Lo primero que hacía, hasta que le
fue posible, en cuanto me veía, es preguntarme cómo estaba y
a partir de ahí sólo se centraba en oír mi contestación. Un
detalle de buena educación, adornado con ribetes de amistad
que habían ido aumentando con el paso de los años.
Amistad procedente de un hombre bueno a quien si bien traté
siempre con deferencia, nunca le había dedicado mucha
atención en mis escritos. Él, en cambio, me demostraba a
cada paso que era lector de todo lo mío. De lo contrario le
habría sido imposible referirse a este “oasis” o a la
miscelánea semanal, con tanto conocimiento.
Eduardo Gallardo, mientras pudo, trató siempre de
animarme. Regalándome el oído sin el menor interés. Puesto
que ni siquiera se esforzó lo más mínimo en corresponder a
la invitación que le hice en varias ocasiones para que se
dejara entrevistar. Que era, modestamente, lo único que yo
podía ofrecerle para corresponder al afecto que me
profesaba.
Eso sí, a él le gustaba, en cuanto me lo echaba a la cara,
tomarme del brazo y guiarme por el camino de su saber estar
con el único fin de oírme contar cosas que a él le agradaban
sobremanera. Y a mí me encantaba recrearme en la suerte de
hacerle feliz. Sobre todo cuando me pusieron al tanto de que
su memoria daba ya signos evidentes de cansancio.
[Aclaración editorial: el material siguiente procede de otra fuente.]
// SPDX-License-Identifier: BUSL-1.1
// Copyright (c) 2026 Alfred Jean LLC

//! Admin control surface.
//!
//! Out-of-band mutations of the shared operational state: enable flags,
//! queue clearing, stuck-job force release, worker restart requests, and
//! read-only introspection. The daemon's IPC listener is a thin shell
//! over this type.

use crate::kill::KillSignal;
use crate::monitor::monitor_platform;
use chrono::{DateTime, Utc};
use serde::Serialize;
use std::sync::Arc;
use sweep_core::{Clock, MonitorTaskDef, Platform, PlatformConfig, WorkerSettings};
use sweep_storage::{
    JobQueueRepo, MonitorStateRepo, PlatformLock, SchedulerStateRepo, StateStore, StoreError,
};

/// Result of a force release.
#[derive(Debug, Clone, Serialize)]
pub struct ForceReleaseReport {
    pub platform: Platform,
    pub had_running_job: bool,
}

#[derive(Debug, Clone, Serialize)]
pub struct RunningJobEntry {
    pub platform: Platform,
    pub job_id: String,
    pub workflow_id: String,
    pub started_at: DateTime<Utc>,
    pub elapsed_secs: i64,
}

#[derive(Debug, Clone, Serialize)]
pub struct QueueLengthEntry {
    pub platform: Platform,
    pub length: u64,
}

#[derive(Debug, Clone, Serialize)]
pub struct SchedulerStatusReport {
    pub enabled: bool,
    pub heartbeat_at: Option<u64>,
    pub scheduled_jobs_total: i64,
}

#[derive(Debug, Clone, Serialize)]
pub struct WatcherStatusReport {
    pub enabled: bool,
    pub heartbeat_at: Option<u64>,
    pub executed_total: i64,
}

#[derive(Debug, Clone, Serialize)]
pub struct MonitorTaskState {
    pub id: String,
    pub name: String,
    pub interval_ms: u64,
    pub completed_at: Option<u64>,
    pub eligible: bool,
}

pub struct AdminSurface<S, C> {
    store: Arc<S>,
    queue: Arc<JobQueueRepo<S, C>>,
    lock: Arc<PlatformLock<S, C>>,
    scheduler_state: Arc<SchedulerStateRepo<S, C>>,
    monitor_state: Arc<MonitorStateRepo<S, C>>,
    platforms: Vec<PlatformConfig>,
    monitor_tasks: Vec<MonitorTaskDef>,
    worker_settings: WorkerSettings,
    clock: C,
}

impl<S: StateStore, C: Clock> AdminSurface<S, C> {
    #[allow(clippy::too_many_arguments)]
    pub fn new(
        store: Arc<S>,
        queue: Arc<JobQueueRepo<S, C>>,
        lock: Arc<PlatformLock<S, C>>,
        scheduler_state: Arc<SchedulerStateRepo<S, C>>,
        monitor_state: Arc<MonitorStateRepo<S, C>>,
        platforms: Vec<PlatformConfig>,
        monitor_tasks: Vec<MonitorTaskDef>,
        worker_settings: WorkerSettings,
        clock: C,
    ) -> Self {
        Self {
            store,
            queue,
            lock,
            scheduler_state,
            monitor_state,
            platforms,
            monitor_tasks,
            worker_settings,
            clock,
        }
    }

    /// Every queue this deployment owns: platforms plus monitor tasks.
    fn all_platforms(&self) -> Vec<Platform> {
        self.platforms
            .iter()
            .map(|p| p.name.clone())
            .chain(self.monitor_tasks.iter().map(|t| monitor_platform(&t.id)))
            .collect()
    }

    pub async fn set_scheduler_enabled(&self, enabled: bool) -> Result<(), StoreError> {
        tracing::info!(enabled, "scheduler enable flag changed");
        self.scheduler_state.set_enabled(enabled).await
    }

    pub async fn scheduler_status(&self) -> Result<SchedulerStatusReport, StoreError> {
        Ok(SchedulerStatusReport {
            enabled: self.scheduler_state.is_enabled().await?,
            heartbeat_at: self.scheduler_state.status().await?.map(|s| s.heartbeat_at),
            scheduled_jobs_total: self.scheduler_state.scheduled_jobs_total().await?,
        })
    }

    pub async fn set_watcher_enabled(&self, enabled: bool) -> Result<(), StoreError> {
        tracing::info!(enabled, "alert watcher enable flag changed");
        self.monitor_state.set_enabled(enabled).await
    }

    pub async fn watcher_status(&self) -> Result<WatcherStatusReport, StoreError> {
        Ok(WatcherStatusReport {
            enabled: self.monitor_state.is_enabled().await?,
            heartbeat_at: self.monitor_state.status().await?.map(|s| s.heartbeat_at),
            executed_total: self.monitor_state.executed_total().await?,
        })
    }

    pub async fn queue_lengths(&self) -> Result<Vec<QueueLengthEntry>, StoreError> {
        let mut entries = Vec::new();
        for platform in self.all_platforms() {
            let length = self.queue.queue_length(&platform).await?;
            entries.push(QueueLengthEntry { platform, length });
        }
        Ok(entries)
    }

    pub async fn clear_queue(&self, platform: &Platform) -> Result<u64, StoreError> {
        self.queue.clear_queue(platform).await
    }

    pub async fn clear_all_queues(&self) -> Result<u64, StoreError> {
        let mut total = 0;
        for platform in self.all_platforms() {
            total += self.queue.clear_queue(&platform).await?;
        }
        Ok(total)
    }

    /// Jobs currently running, with elapsed seconds for stuck-job triage.
    pub async fn running_jobs(&self) -> Result<Vec<RunningJobEntry>, StoreError> {
        let now = self.clock.now_utc();
        let mut entries = Vec::new();
        for platform in self.all_platforms() {
            if let Some(running) = self.lock.running_job(&platform).await? {
                entries.push(RunningJobEntry {
                    platform,
                    job_id: running.job_id.to_string(),
                    workflow_id: running.workflow_id.to_string(),
                    started_at: running.started_at,
                    elapsed_secs: (now - running.started_at).num_seconds().max(0),
                });
            }
        }
        Ok(entries)
    }

    /// Break a stuck platform: fail the running job, clear the
    /// running-job record, release the lock.
    pub async fn force_release(
        &self,
        platform: &Platform,
    ) -> Result<ForceReleaseReport, StoreError> {
        let running = self.lock.running_job(platform).await?;
        let had_running_job = running.is_some();

        if let Some(running) = running {
            if let Some(mut job) = self.queue.get(&running.job_id).await? {
                job.mark_failed(
                    "Force released via API — stuck job detected",
                    job.current_node.clone(),
                    &self.clock,
                );
                self.queue.update(&job).await?;
            }
            self.lock.clear_running_job(platform).await?;
        }
        self.lock.release(platform).await?;

        tracing::warn!(platform = %platform, had_running_job, "platform force released");
        Ok(ForceReleaseReport { platform: platform.clone(), had_running_job })
    }

    /// Ask the platform's worker to exit at its next safe point.
    pub async fn restart_worker(&self, platform: &Platform) -> Result<(), StoreError> {
        KillSignal::new(self.store.clone(), platform.clone())
            .request(self.worker_settings.kill_flag_ttl())
            .await
    }

    pub async fn monitor_task_states(&self) -> Result<Vec<MonitorTaskState>, StoreError> {
        let mut states = Vec::new();
        for task in &self.monitor_tasks {
            let completed_at = self.monitor_state.completed_at(&task.id).await?;
            let eligible =
                self.monitor_state.cooldown_complete(&task.id, task.interval()).await?;
            states.push(MonitorTaskState {
                id: task.id.clone(),
                name: task.name.clone(),
                interval_ms: task.interval_ms,
                completed_at,
                eligible,
            });
        }
        Ok(states)
    }
}

#[cfg(test)]
#[path = "admin_tests.rs"]
mod tests;
// SPDX-License-Identifier: BUSL-1.1
// Copyright (c) 2026 Alfred Jean LLC

//! Declarative macros for reducing boilerplate.
//!
//! - [`simple_display!`] — `Display` impl mapping enum variants to string literals
//! - [`builder!`] — test builder struct with Default, setters, and `build()`
//! - [`setters!`] — setter methods for production builder/config structs

/// Generate a `Display` impl that maps enum variants to string literals.
///
/// Unit variants match directly; data-carrying variants use `(..)` to ignore fields.
///
/// ```ignore
/// crate::simple_display! {
///     MyEnum {
///         Foo => "foo",
///         Bar(..) => "bar",
///     }
/// }
/// ```
#[macro_export]
macro_rules! simple_display {
    ($enum:ty { $( $variant:ident $(( $($ignore:tt)* ))? => $str:expr ),+ $(,)? }) => {
        impl std::fmt::Display for $enum {
            fn fmt(&self, f: &mut std::fmt::Formatter<'_>) -> std::fmt::Result {
                f.write_str(match self {
                    $( Self::$variant $(( $($ignore)* ))? => $str, )+
                })
            }
        }
    };
}

/// Generate a test builder (struct + Default + setters + build).
///
/// All generated items are gated behind `#[cfg(any(test, feature = "test-support"))]`.
///
/// Field groups:
/// - `into { field: Type = default }` — setter uses `impl Into<Type>`
/// - `set { field: Type = default }` — setter takes `Type` directly
/// - `option { field: Type = default }` — builder field is `Option<Type>`,
///   setter wraps in `Some(v.into())`
/// - `computed { field: Type = expr }` — no builder field or setter;
///   value computed at build time
///
/// ```ignore
/// crate::builder! {
///     pub struct FooBuilder => Foo {
///         into { name: String = "test" }
///         set { count: u32 = 0 }
///         option { label: String = None }
///         computed { created_at: Instant = Instant::now() }
///     }
/// }
/// ```
#[macro_export]
macro_rules! builder {
    (
        pub struct $builder:ident => $target:ident {
            $(into {
                $( $into_field:ident : $into_ty:ty = $into_default:expr ),* $(,)?
            })?
            $(set {
                $( $set_field:ident : $set_ty:ty = $set_default:expr ),* $(,)?
            })?
            $(option {
                $( $opt_field:ident : $opt_ty:ty = $opt_default:expr ),* $(,)?
            })?
            $(computed {
                $( $comp_field:ident : $comp_ty:ty = $comp_expr:expr ),* $(,)?
            })?
        }
    ) => {
        #[cfg(any(test, feature = "test-support"))]
        pub struct $builder {
            $($( $into_field: $into_ty, )*)?
            $($( $set_field: $set_ty, )*)?
            $($( $opt_field: Option<$opt_ty>, )*)?
        }

        #[cfg(any(test, feature = "test-support"))]
        impl Default for $builder {
            fn default() -> Self {
                Self {
                    $($( $into_field: $into_default.into(), )*)?
                    $($( $set_field: $set_default, )*)?
                    $($( $opt_field: $opt_default, )*)?
                }
            }
        }

        #[cfg(any(test, feature = "test-support"))]
        impl $builder {
            $($(
                pub fn $into_field(mut self, v: impl Into<$into_ty>) -> Self {
                    self.$into_field = v.into();
                    self
                }
            )*)?

            $($(
                pub fn $set_field(mut self, v: $set_ty) -> Self {
                    self.$set_field = v;
                    self
                }
            )*)?

            $($(
                pub fn $opt_field(mut self, v: impl Into<$opt_ty>) -> Self {
                    self.$opt_field = Some(v.into());
                    self
                }
            )*)?

            pub fn build(self) -> $target {
                $target {
                    $($( $into_field: self.$into_field, )*)?
                    $($( $set_field: self.$set_field, )*)?
                    $($( $opt_field: self.$opt_field, )*)?
                    $($( $comp_field: $comp_expr, )*)?
                }
            }
        }

        #[cfg(any(test, feature = "test-support"))]
        impl $target {
            /// Create a builder with test defaults.
            pub fn builder() -> $builder {
                $builder::default()
            }
        }
    };
}

/// Generate setter methods inside an existing `impl` block.
///
/// Field groups work the same as [`builder!`] but only generate setter methods.
///
/// ```ignore
/// impl MyConfig {
///     sweep_core::setters! {
///         into { name: String }
///         set { count: u32 }
///         option { label: String }
///     }
/// }
/// ```
#[macro_export]
macro_rules! setters {
    (
        $(into {
            $( $into_field:ident : $into_ty:ty ),* $(,)?
        })?
        $(set {
            $( $set_field:ident : $set_ty:ty ),* $(,)?
        })?
        $(option {
            $( $opt_field:ident : $opt_ty:ty ),* $(,)?
        })?
    ) => {
        $($(
            pub fn $into_field(mut self, v: impl Into<$into_ty>) -> Self {
                self.$into_field = v.into();
                self
            }
        )*)?

        $($(
            pub fn $set_field(mut self, v: $set_ty) -> Self {
                self.$set_field = v;
                self
            }
        )*)?

        $($(
            pub fn $opt_field(mut self, v: impl Into<$opt_ty>) -> Self {
                self.$opt_field = Some(v.into());
                self
            }
        )*)?
    };
}
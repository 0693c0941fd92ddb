// SPDX-License-Identifier: BUSL-1.1
// Copyright (c) 2026 Alfred Jean LLC

//! Per-platform worker: acquire lock, dequeue, execute, release, repeat.
//!
//! A crashed worker leaves its lock and running-job record to expire by
//! TTL; the scheduler then resumes enqueuing for the platform. The kill
//! flag exits the loop at the next safe point: between polls, or
//! between node levels of a running job.

use crate::engine::{ExecutionOutcome, WorkflowEngine};
use crate::kill::KillSignal;
use std::sync::Arc;
use sweep_core::{Clock, JobId, Platform, WorkerSettings};
use sweep_storage::{
    JobQueueRepo, PlatformLock, QueueDiscipline, RunningJob, SchedulerStateRepo, StateStore,
    StoreError,
};
use tokio_util::sync::CancellationToken;

/// Outcome of one worker poll.
#[derive(Debug, Clone, Copy, PartialEq, Eq)]
pub enum WorkerPoll {
    /// Kill flag observed; the worker must exit.
    KillRequested,
    /// Another holder has the platform lock.
    LockBusy,
    /// Lock held but the queue was empty.
    Idle,
    /// A job ran to a terminal state.
    Executed(JobId, ExecutionOutcome),
}

pub struct Worker<S, C> {
    platform: Platform,
    discipline: QueueDiscipline,
    queue: Arc<JobQueueRepo<S, C>>,
    lock: Arc<PlatformLock<S, C>>,
    scheduler_state: Arc<SchedulerStateRepo<S, C>>,
    engine: Arc<WorkflowEngine<S, C>>,
    kill: KillSignal<S>,
    settings: WorkerSettings,
    clock: C,
}

impl<S: StateStore, C: Clock> Worker<S, C> {
    #[allow(clippy::too_many_arguments)]
    pub fn new(
        platform: Platform,
        discipline: QueueDiscipline,
        queue: Arc<JobQueueRepo<S, C>>,
        lock: Arc<PlatformLock<S, C>>,
        scheduler_state: Arc<SchedulerStateRepo<S, C>>,
        engine: Arc<WorkflowEngine<S, C>>,
        store: Arc<S>,
        settings: WorkerSettings,
        clock: C,
    ) -> Self {
        let kill = KillSignal::new(store, platform.clone());
        Self {
            platform,
            discipline,
            queue,
            lock,
            scheduler_state,
            engine,
            kill,
            settings,
            clock,
        }
    }

    pub fn platform(&self) -> &Platform {
        &self.platform
    }

    /// One iteration of the worker loop.
    pub async fn poll_once(&self) -> Result<WorkerPoll, StoreError> {
        if self.kill.is_set().await {
            return Ok(WorkerPoll::KillRequested);
        }

        if !self.lock.acquire(&self.platform).await? {
            return Ok(WorkerPoll::LockBusy);
        }

        let Some(mut job) = self.queue.dequeue(&self.platform, self.discipline).await? else {
            self.lock.release(&self.platform).await?;
            return Ok(WorkerPoll::Idle);
        };

        job.mark_running(&self.clock);
        self.queue.update(&job).await?;
        self.lock
            .set_running_job(
                &self.platform,
                &RunningJob {
                    job_id: job.job_id,
                    workflow_id: job.workflow_id.clone(),
                    started_at: self.clock.now_utc(),
                },
            )
            .await?;

        let job_id = job.job_id;
        tracing::info!(platform = %self.platform, job = %job_id, "job started");

        match self.engine.execute(job, Some(&self.kill)).await {
            Ok((_, outcome)) => {
                if outcome != ExecutionOutcome::Killed {
                    // The scheduler watches this stamp for the
                    // same-platform cooldown.
                    self.scheduler_state.record_platform_completed(&self.platform).await?;
                }
                self.lock.clear_running_job(&self.platform).await?;
                self.lock.release(&self.platform).await?;
                if outcome == ExecutionOutcome::Killed {
                    return Ok(WorkerPoll::KillRequested);
                }
                Ok(WorkerPoll::Executed(job_id, outcome))
            }
            Err(error) => {
                // Store failure mid-job: release what we can and let the
                // job record's TTL clean up the rest.
                tracing::error!(platform = %self.platform, job = %job_id, error = %error, "job execution errored");
                let _ = self.lock.clear_running_job(&self.platform).await;
                let _ = self.lock.release(&self.platform).await;
                let crate::error::EngineError::Store(store_error) = error;
                Err(store_error)
            }
        }
    }

    /// Worker loop. Returns when the kill flag or the shutdown token
    /// fires; the supervisor decides whether to relaunch.
    pub async fn run(&self, shutdown: CancellationToken) {
        tracing::info!(platform = %self.platform, "worker started");
        loop {
            let poll = match self.poll_once().await {
                Ok(poll) => poll,
                Err(error) => {
                    tracing::warn!(platform = %self.platform, error = %error, "worker poll failed");
                    WorkerPoll::Idle
                }
            };

            match poll {
                WorkerPoll::KillRequested => {
                    tracing::warn!(platform = %self.platform, "worker exiting on kill flag");
                    break;
                }
                WorkerPoll::Executed(..) => {
                    // Immediately look for the next job.
                    if shutdown.is_cancelled() {
                        break;
                    }
                }
                WorkerPoll::LockBusy | WorkerPoll::Idle => {
                    tokio::select! {
                        _ = shutdown.cancelled() => break,
                        _ = tokio::time::sleep(self.settings.poll_interval()) => {}
                    }
                }
            }
        }
        tracing::info!(platform = %self.platform, "worker stopped");
    }
}

#[cfg(test)]
#[path = "worker_tests.rs"]
mod tests;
Alberto Gallardo, uno de sus hijos, me ha contado
que, días atrás, han hecho limpieza en el despacho de su
padre. Y que entre otras muchas cosas han encontrado una
colección de artículos míos. Perfectamente ordenados y
cuidados con esmero.
Y Alberto se quedó sorprendido cuando yo le dije que estaba
al tanto de ese interés de su padre por mis opiniones. Ya
que él desconocía que, cuando éste y yo paseábamos por la
Avenida del alcalde Sánchez-Prado, a veces me conducía a su
despacho para enseñarme no sólo sus recuerdos sino para que
viese, cómo no, el tratamiento que le daba a mis columnas.
Muchas de ellas, subrayadas y hasta con anotaciones suyas al
margen.
Lo que no le dije a Alberto es lo mucho que disfrutaba su
padre cuando nos metíamos en conversación sobre lo que
acontecía en el ‘Rincón del Muralla’. Y nos poníamos a
recordar la forma de ser de personajes como Eduardo
Hernández, José Villar Padín, Carlos Chocrón, Ricardo y
Antonio Muñoz, Martín, el notario, Francisco Fraiz,
etcétera. Ni tampoco que la última vez que nos vimos me
invitó, como hacía casi siempre, a visitarle en su casa para
tomar café y charlar conmigo detenidamente.
En fin, lo que sí haré más pronto que tarde, o sea, en
cuanto me tope con los hijos de Eduardo Gallardo, es
decirles que aprovechen cualquier momento oportuno, si a
bien lo tienen, para decirle a su padre que yo lo tengo
apuntado en la libreta donde se encuentran las pocas
personas a las que yo nomino como amigos.
Y es así porque a mí me cuesta muchísimo trabajo emplear
este adjetivo que, de ser usado a troche y moche, está muy
devaluado. Sea como fuere, lo que hoy quiero es dejar
constancia de que mientras nos fue posible, Eduardo Gallardo
y yo mantuvimos una relación que comenzó basándose en una
simpatía mutua y acabó por convertirse en una amistad que me
hizo comprender más y mejor a un hombre que dejará huella.